Update: full code example, with escaped characters

use strict; use warnings; my @keywords = qw( keyword1 keyword2 keyword3 ); my $pattern = join( '|', map quotemeta, @keywords ); print "pattern = [$pattern]\n"; # using 'if' as a modifier while( my $line = <DATA> ) { print $line if ( $line =~ m/$pattern/ ); } # using an 'if' block while( my $line = <DATA> ) { if( $line =~ m/$pattern/ ) { print $line; } } __DATA__ somelines... somelines... somewords...keyword1..somewords somelines... somewords... keyword2...somewords...

Both examples print:

pattern = [keyword1|keyword2|keyword3] somewords...keyword1..somewords keyword2...somewords...

Replies are listed 'Best First'.
Re^2: searching for keywords
by ikegami (Patriarch) on Jan 18, 2006 at 03:09 UTC

    m/$keyword/
    is wrong. You need to escape special characters. A simple way of doing this is
    m/\Q$keyword/

    my $pattern = join('|', @keywords );
    has the same problem. Use
    my $pattern = join('|', map quotemeta, @keywords);
    instead.

    If the list of words is long, you can speed things up a lot by using Regexp::List:
    my $pattern = Regexp::List->new->list2re(@keywords);

    All together, we get:

    use Regexp::List (); my @keywords = ("keyword1", "keyword2", "keyword3"); my $pattern = Regexp::List->new->list2re(@keywords); #my $pattern = join('|', map quotemeta, @keywords); # Alternative while (<SEARCHFILE>) { if ($_ =~ $pattern) { # or just: if (/$pattern/) { print $_; # or just: print; } }

      Great suggestion on the Regexp::List module. I hadn't investigated it before. I'm impressed with how it optimizes the list to minimize costly alternation. Efficiency seems to have been one of the primary design philosophies.

      Does anyone know if there is a PPM3 build of it anywhere? I didn't find it on the ActiveState repositories.
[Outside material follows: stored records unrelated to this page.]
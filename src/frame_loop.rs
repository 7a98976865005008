use gl_wrapper::context::Gl;
use gl_wrapper::renderer::GlRenderer;

use crate::bootstrap::Bootstrap;
use crate::scene::{SceneKind, CLEAR_COLOR};

#[derive(Copy, Clone, Debug, PartialEq, Eq)]
pub enum LoopState {
    Initializing,
    Running,
    /// Terminal.
    CloseRequested,
}

/// The only key the loop reacts to.
#[derive(Copy, Clone, Debug, PartialEq, Eq)]
pub enum Key {
    Escape,
}

/// Window system notifications, already stripped of backend types.
#[derive(Copy, Clone, Debug, PartialEq, Eq)]
pub enum LoopEvent {
    /// New framebuffer size in physical pixels.
    Resized { width: u32, height: u32 },
    CloseRequested,
    KeyPressed(Key),
    KeyReleased(Key),
}

pub struct FrameLoop {
    state: LoopState,
    scene: Bootstrap,
    renderer: GlRenderer,
    escape_held: bool,
    frames: u64,
}

impl FrameLoop {
    pub fn new(scene: Bootstrap) -> Self {
        Self {
            state: LoopState::Initializing,
            scene,
            renderer: GlRenderer::new(),
            escape_held: false,
            frames: 0,
        }
    }

    /// Finishes setup and enters `Running`. Scenes whose bindings never change
    /// bind program and vertex array here, once.
    pub fn start(&mut self, gl: &mut impl Gl) {
        if self.state != LoopState::Initializing {
            return;
        }

        if self.scene.kind.binds_once() {
            self.renderer
                .bind(gl, &self.scene.geometry, &self.scene.program);
        }

        self.state = LoopState::Running;
        log::info!("Entering frame loop ({:?})", self.scene.kind);
    }

    pub fn state(&self) -> LoopState {
        self.state
    }

    pub fn should_close(&self) -> bool {
        self.state == LoopState::CloseRequested
    }

    /// Number of frames rendered so far.
    pub fn frames(&self) -> u64 {
        self.frames
    }

    pub fn scene(&self) -> &Bootstrap {
        &self.scene
    }

    pub fn handle_event(&mut self, gl: &mut impl Gl, event: LoopEvent) {
        match event {
            LoopEvent::Resized { width, height } => {
                // Minimized windows report a zero sized framebuffer.
                if width != 0 && height != 0 {
                    log::debug!("Framebuffer resized to {width}x{height}");
                    self.renderer.resize(gl, width, height);
                }
            }
            LoopEvent::CloseRequested => self.request_close("window close requested"),
            LoopEvent::KeyPressed(Key::Escape) => self.escape_held = true,
            LoopEvent::KeyReleased(Key::Escape) => self.escape_held = false,
        }
    }

    /// Checks held keys. Holding escape is enough, no fresh press is needed.
    pub fn process_input(&mut self) {
        if self.escape_held {
            self.request_close("escape pressed");
        }
    }

    /// Clears and draws one frame. Presenting is left to the caller.
    pub fn render(&mut self, gl: &mut impl Gl) {
        self.renderer.clear_color(gl, CLEAR_COLOR);

        match self.scene.kind {
            SceneKind::Triangle => {
                self.renderer
                    .draw(gl, &self.scene.geometry, &self.scene.program);
            }
            SceneKind::WireframeQuad => {
                self.renderer.polygon_mode(gl, self.scene.polygon_mode);
                self.renderer.draw_bound(gl, &self.scene.geometry);
            }
        }

        self.frames += 1;
    }

    /// One loop iteration up to, but not including, the buffer swap.
    ///
    /// Returns `false` without doing anything once close was requested
    /// before the iteration started.
    pub fn iterate(&mut self, gl: &mut impl Gl) -> bool {
        match self.state {
            LoopState::Initializing => self.start(gl),
            LoopState::CloseRequested => return false,
            LoopState::Running => {}
        }

        self.process_input();
        self.render(gl);

        true
    }

    fn request_close(&mut self, reason: &str) {
        if self.state != LoopState::CloseRequested {
            log::info!("Closing after {} frames: {reason}", self.frames);
            self.state = LoopState::CloseRequested;
        }
    }
}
I would love to play with it.

      I toyed with another solution that turns the problem upside down by putting the keywords in a hash, pulling out individual words one by one from the file, and checking for the existance of a given word in the keyword hash. For large keyword lists it could prove more efficient than pure simple alternation since hash lookups occur in O(1) time:

      use strict; use warnings; my %keywords; @keywords{ 'keyword1', 'keyword2', 'keyword3' } = (); while( <DATA> ){ chomp; while( m/\b([\w'-]+)\b/g ) { print "'$_' contains keyword: $1\n" if exists $keywords{ $1 }; } } __DATA__ a line with keyword2 in it a line with keyword1 and keyword3. a line with no keywords. keyword1 can start a line too. and a line can end in keyword2

      Enjoy.


      Dave

        It's Pure Perl. Just unzip its lib/ into your site/lib/
        Nice code. I just want to add if
        while( m/\b([\w'-]+)\b/g ) {
        replace by
        while( m/\b([\w'-]+)\b/gi ) {
        Your program becomes a case independed.